Biliary atresia (BA) is a liver disease of infancy characterized by obstruction of the biliary tree. Infants with BA have the best outcomes when identified early and the Kasai portoenterostomy is performed before 45 days of life (DoL). In our hospital system, the average age at Kasai was 60 DoL. To address the problem of late presentation, we implemented a two-stage BA screening strategy utilizing direct bilirubin (DB). New institutional policies were established that all newborns were tested at 24-48 h of life, and those with levels ≥0.5 mg/dL were followed further. The infant's primary care provider was contacted to recommend a repeat DB at 2 weeks of life. If the repeat DB was ≥1.0 mg/dL, the patient was evaluated by gastroenterology. Over the 16 months, 3880 infants were born and 3861 (99.5%) were screened; 53 infants (1.3%) had DB levels ≥0.5 mg/dL initially.
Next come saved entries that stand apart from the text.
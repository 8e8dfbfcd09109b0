//! The per-character resource economy.
//!
//! [`ResourceEconomy`] binds one character at a time and runs every
//! operation against that character's [`CharacterState`] and the shared
//! pools. Each mutating operation follows the same shape:
//!
//! 1. Copy the current records
//! 2. Validate and mutate the copies
//! 3. Durably save the copies
//! 4. Commit the copies in memory and notify
//!
//! A rejected or unsaved operation therefore never leaves a half-applied
//! state behind, either in memory or in the store.

use rust_decimal::Decimal;
use tracing::{debug, info};

use reservoir_types::{
    CapacityTier, CharacterId, CharacterState, Extraction, ExtractionMethod, OverflowWarning, Pool,
    Progress, RoutingPolicy, Sale, SharedPools, Transfer, WarningLevel,
};

use crate::config::Settings;
use crate::curves::{capacity, required_experience, yield_per_turn};
use crate::error::EconomyError;
use crate::exchange::{apply_sale, apply_transfer};
use crate::extraction::apply_extraction;
use crate::notify::{Notification, Notifier};
use crate::production::apply_production_tick;
use crate::progression;
use crate::store::{KvStore, Persistence};

/// The character currently bound to the economy.
#[derive(Debug, Clone)]
struct Binding {
    id: CharacterId,
    state: CharacterState,
}

/// Per-character resource state machine and economy engine.
#[derive(Debug)]
pub struct ResourceEconomy<S, N> {
    persistence: Persistence<S>,
    notifier: N,
    settings: Settings,
    binding: Option<Binding>,
}

impl<S: KvStore, N: Notifier> ResourceEconomy<S, N> {
    /// Create an economy over `store` with no character bound.
    pub fn new(store: S, notifier: N, settings: Settings) -> Self {
        Self {
            persistence: Persistence::new(store),
            notifier,
            settings: settings.resolved(),
            binding: None,
        }
    }

    // -----------------------------------------------------------------------
    // Binding
    // -----------------------------------------------------------------------

    /// Switch to `id`, loading its state (defaults on first access).
    ///
    /// Re-binding the character that is already bound does nothing.
    ///
    /// # Errors
    ///
    /// Returns [`EconomyError::Persistence`] if the state cannot be loaded;
    /// the previous binding is kept in that case.
    pub fn bind_character(&mut self, id: CharacterId) -> Result<(), EconomyError> {
        if self.character() == Some(&id) {
            return Ok(());
        }
        let state = self.persistence.load_character_state(&id)?;
        info!(
            character = %id,
            enabled = state.enabled,
            level = state.level,
            amount = %state.current_amount,
            "Character bound"
        );
        self.binding = Some(Binding { id, state });
        Ok(())
    }

    /// Re-read the bound character's state from the store.
    ///
    /// # Errors
    ///
    /// Returns [`EconomyError::NoCharacter`] if nothing is bound, or
    /// [`EconomyError::Persistence`] if the load fails.
    pub fn reload(&mut self) -> Result<(), EconomyError> {
        let binding = self.binding.as_mut().ok_or(EconomyError::NoCharacter)?;
        binding.state = self.persistence.load_character_state(&binding.id)?;
        debug!(character = %binding.id, "Character state reloaded");
        Ok(())
    }

    /// The bound character, if any.
    pub fn character(&self) -> Option<&CharacterId> {
        self.binding.as_ref().map(|b| &b.id)
    }

    /// The bound character's state, if any.
    pub fn state(&self) -> Option<&CharacterState> {
        self.binding.as_ref().map(|b| &b.state)
    }

    /// Resolved engine settings.
    pub const fn settings(&self) -> &Settings {
        &self.settings
    }

    /// Borrow the notifier.
    pub const fn notifier(&self) -> &N {
        &self.notifier
    }

    /// Mutably borrow the notifier.
    pub const fn notifier_mut(&mut self) -> &mut N {
        &mut self.notifier
    }

    /// Borrow the underlying store.
    pub const fn store(&self) -> &S {
        self.persistence.store()
    }

    // -----------------------------------------------------------------------
    // Production
    // -----------------------------------------------------------------------

    /// Turn-trigger entry point: advance only if `speaker` is the bound character.
    ///
    /// # Errors
    ///
    /// See [`ResourceEconomy::advance`].
    pub fn on_turn(
        &mut self,
        speaker: &CharacterId,
    ) -> Result<Option<OverflowWarning>, EconomyError> {
        if self.character() != Some(speaker) {
            return Ok(None);
        }
        self.advance()
    }

    /// Run one production tick for the bound character.
    ///
    /// Returns `Ok(None)` without touching anything when no character is
    /// bound or production is disabled.
    ///
    /// # Errors
    ///
    /// Returns [`EconomyError::Persistence`] or
    /// [`EconomyError::ArithmeticOverflow`]; state is unchanged on error.
    pub fn advance(&mut self) -> Result<Option<OverflowWarning>, EconomyError> {
        let Some(binding) = self.binding.as_ref() else {
            return Ok(None);
        };
        if !binding.state.enabled {
            return Ok(None);
        }

        let mut next = binding.state.clone();
        let tick = apply_production_tick(&mut next, &self.settings, &binding.id)?;
        self.commit(next, None)?;

        if let Some(warning) = &tick.warning {
            self.emit(warning.message.clone(), Some(warning.level));
        }
        Ok(tick.warning)
    }

    // -----------------------------------------------------------------------
    // Extraction & progression
    // -----------------------------------------------------------------------

    /// Extract from the bound character with `method`.
    ///
    /// With no character bound there is nothing producing, so this fails
    /// the same way as a disabled character.
    ///
    /// # Errors
    ///
    /// Returns [`EconomyError::NotEnabled`], [`EconomyError::Empty`], or a
    /// persistence/arithmetic error. State is unchanged on error.
    pub fn extract(&mut self, method: ExtractionMethod) -> Result<Extraction, EconomyError> {
        let binding = self.binding.as_ref().ok_or(EconomyError::NotEnabled)?;
        let mut next = binding.state.clone();
        let mut pools = self.persistence.load_shared_pools()?;

        let extraction = apply_extraction(&mut next, &mut pools, method, &binding.id)?;
        let touched_pools = extraction.routed_to.is_some();
        self.commit(next, touched_pools.then_some(&pools))?;

        self.emit(extraction.message.clone(), None);
        if extraction.levels_gained > 0 {
            self.announce_level();
        }
        Ok(extraction)
    }

    /// Award experience to the bound character directly.
    ///
    /// Returns the number of levels gained.
    ///
    /// # Errors
    ///
    /// Returns [`EconomyError::NoCharacter`] or a persistence/arithmetic
    /// error. State is unchanged on error.
    pub fn add_experience(&mut self, amount: u64) -> Result<u32, EconomyError> {
        let binding = self.binding.as_ref().ok_or(EconomyError::NoCharacter)?;
        let mut next = binding.state.clone();
        let gained = progression::add_experience(&mut next, amount)?;
        self.commit(next, None)?;
        if gained > 0 {
            self.announce_level();
        }
        Ok(gained)
    }

    // -----------------------------------------------------------------------
    // Storage & exchange
    // -----------------------------------------------------------------------

    /// Move `amount` between the shared pools.
    ///
    /// Does not require a bound character.
    ///
    /// # Errors
    ///
    /// Returns [`EconomyError::InvalidAmount`],
    /// [`EconomyError::InsufficientFunds`], or a persistence/arithmetic
    /// error. Balances are unchanged on error.
    pub fn transfer(
        &mut self,
        source: Pool,
        destination: Pool,
        amount: Decimal,
    ) -> Result<Transfer, EconomyError> {
        let mut pools = self.persistence.load_shared_pools()?;
        let transfer = apply_transfer(&mut pools, source, destination, amount)?;
        self.persistence.save_shared_pools(&pools)?;
        Ok(transfer)
    }

    /// Sell `amount` from `source` into the bound character's wallet.
    ///
    /// # Errors
    ///
    /// Returns [`EconomyError::NoCharacter`], [`EconomyError::InvalidAmount`],
    /// [`EconomyError::InsufficientFunds`], or a persistence/arithmetic
    /// error. Balances are unchanged on error.
    pub fn sell(&mut self, source: Pool, amount: Decimal) -> Result<Sale, EconomyError> {
        let binding = self.binding.as_ref().ok_or(EconomyError::NoCharacter)?;
        let mut next = binding.state.clone();
        let mut pools = self.persistence.load_shared_pools()?;
        let sale = apply_sale(&mut next, &mut pools, source, amount)?;
        self.commit(next, Some(&pools))?;
        Ok(sale)
    }

    /// Current shared pool balances.
    ///
    /// # Errors
    ///
    /// Returns [`EconomyError::Persistence`] if the store cannot be read.
    pub fn pools(&self) -> Result<SharedPools, EconomyError> {
        Ok(self.persistence.load_shared_pools()?)
    }

    // -----------------------------------------------------------------------
    // Character settings
    // -----------------------------------------------------------------------

    /// Switch production on or off for the bound character.
    ///
    /// # Errors
    ///
    /// Returns [`EconomyError::NoCharacter`] or [`EconomyError::Persistence`].
    pub fn set_enabled(&mut self, enabled: bool) -> Result<String, EconomyError> {
        let (id, mut next) = self.staged()?;
        next.enabled = enabled;
        self.commit(next, None)?;

        let message = if enabled {
            format!("{id}'s production is now active")
        } else {
            format!("{id}'s production is now disabled")
        };
        self.emit(message.clone(), None);
        Ok(message)
    }

    /// Change the bound character's capacity tier.
    ///
    /// # Errors
    ///
    /// Returns [`EconomyError::NoCharacter`] or [`EconomyError::Persistence`].
    pub fn set_capacity_tier(&mut self, tier: CapacityTier) -> Result<String, EconomyError> {
        let (id, mut next) = self.staged()?;
        next.capacity_tier = tier;
        self.commit(next, None)?;

        let message = format!("{id}'s capacity tier set to {tier}");
        self.emit(message.clone(), None);
        Ok(message)
    }

    /// Change where the bound character's stored extraction yields go.
    ///
    /// # Errors
    ///
    /// Returns [`EconomyError::NoCharacter`] or [`EconomyError::Persistence`].
    pub fn set_routing_policy(&mut self, policy: RoutingPolicy) -> Result<String, EconomyError> {
        let (id, mut next) = self.staged()?;
        next.routing_policy = policy;
        self.commit(next, None)?;

        let message = match policy.pool() {
            Some(pool) => format!("{id}'s extractions now go to {pool}"),
            None => format!("{id}'s extractions are now discarded"),
        };
        self.emit(message.clone(), None);
        Ok(message)
    }

    // -----------------------------------------------------------------------
    // Queries
    // -----------------------------------------------------------------------

    /// Capacity of the bound character.
    ///
    /// # Errors
    ///
    /// Returns [`EconomyError::NoCharacter`] or
    /// [`EconomyError::ArithmeticOverflow`].
    pub fn capacity(&self) -> Result<Decimal, EconomyError> {
        let state = self.state().ok_or(EconomyError::NoCharacter)?;
        capacity(state.capacity_tier, state.level)
    }

    /// Per-turn yield of the bound character.
    ///
    /// # Errors
    ///
    /// Returns [`EconomyError::NoCharacter`] or
    /// [`EconomyError::ArithmeticOverflow`].
    pub fn yield_per_turn(&self) -> Result<Decimal, EconomyError> {
        let state = self.state().ok_or(EconomyError::NoCharacter)?;
        yield_per_turn(state.level, &self.settings)
    }

    /// Panel snapshot of the bound character.
    ///
    /// # Errors
    ///
    /// Returns [`EconomyError::NoCharacter`], [`EconomyError::Persistence`],
    /// or [`EconomyError::ArithmeticOverflow`].
    pub fn progress(&self) -> Result<Progress, EconomyError> {
        let state = self.state().ok_or(EconomyError::NoCharacter)?;
        let capacity = capacity(state.capacity_tier, state.level)?;
        let next_level_experience = required_experience(state.level);

        Ok(Progress {
            amount_percent: percent(state.current_amount, capacity)?.min(Decimal::ONE_HUNDRED),
            experience_percent: percent(
                Decimal::from(state.experience),
                Decimal::from(next_level_experience),
            )?,
            next_level_experience,
            yield_per_turn: yield_per_turn(state.level, &self.settings)?,
            capacity,
            pools: self.persistence.load_shared_pools()?,
            wallet: state.wallet,
        })
    }

    // -----------------------------------------------------------------------
    // Internals
    // -----------------------------------------------------------------------

    /// Clone the bound character's identity and state for staging.
    fn staged(&self) -> Result<(CharacterId, CharacterState), EconomyError> {
        let binding = self.binding.as_ref().ok_or(EconomyError::NoCharacter)?;
        Ok((binding.id.clone(), binding.state.clone()))
    }

    /// Persist staged records, then adopt them in memory.
    fn commit(
        &mut self,
        next: CharacterState,
        pools: Option<&SharedPools>,
    ) -> Result<(), EconomyError> {
        let binding = self.binding.as_mut().ok_or(EconomyError::NoCharacter)?;
        self.persistence.save(Some((&binding.id, &next)), pools)?;
        binding.state = next;
        Ok(())
    }

    fn announce_level(&mut self) {
        if let Some(binding) = &self.binding {
            let message = format!("{} reached level {}", binding.id, binding.state.level);
            self.emit(message, None);
        }
    }

    fn emit(&mut self, message: String, warning: Option<WarningLevel>) {
        if !self.settings.enable_notifications {
            return;
        }
        let Some(binding) = &self.binding else {
            return;
        };
        self.notifier.notify(Notification {
            character: binding.id.clone(),
            warning,
            message,
        });
    }
}

/// `part / whole * 100`, or zero when `whole` is zero.
fn percent(part: Decimal, whole: Decimal) -> Result<Decimal, EconomyError> {
    if whole.is_zero() {
        return Ok(Decimal::ZERO);
    }
    part.checked_mul(Decimal::ONE_HUNDRED)
        .and_then(|v| v.checked_div(whole))
        .ok_or_else(|| EconomyError::overflow("percentage"))
}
Upon repeat testing at 2 weeks, there were three groups of infants: not retested (n = 1), retested <1.0 mg/dL (n = 40), and retested ≥1.0 mg/dL (n = 12). The average time to be seen by gastroenterology was 4.3 days or 18.3 DoL. The screening included a series of steps that needed to be implemented effectively. Screening had a net false positive rate of 0.3% (12 out of 3861) and identified causes of cholestasis other than BA. BA was excluded by 28 DoL on average. Our results can provide a template for other institutions interested in implementing a BA screening protocol in their practice.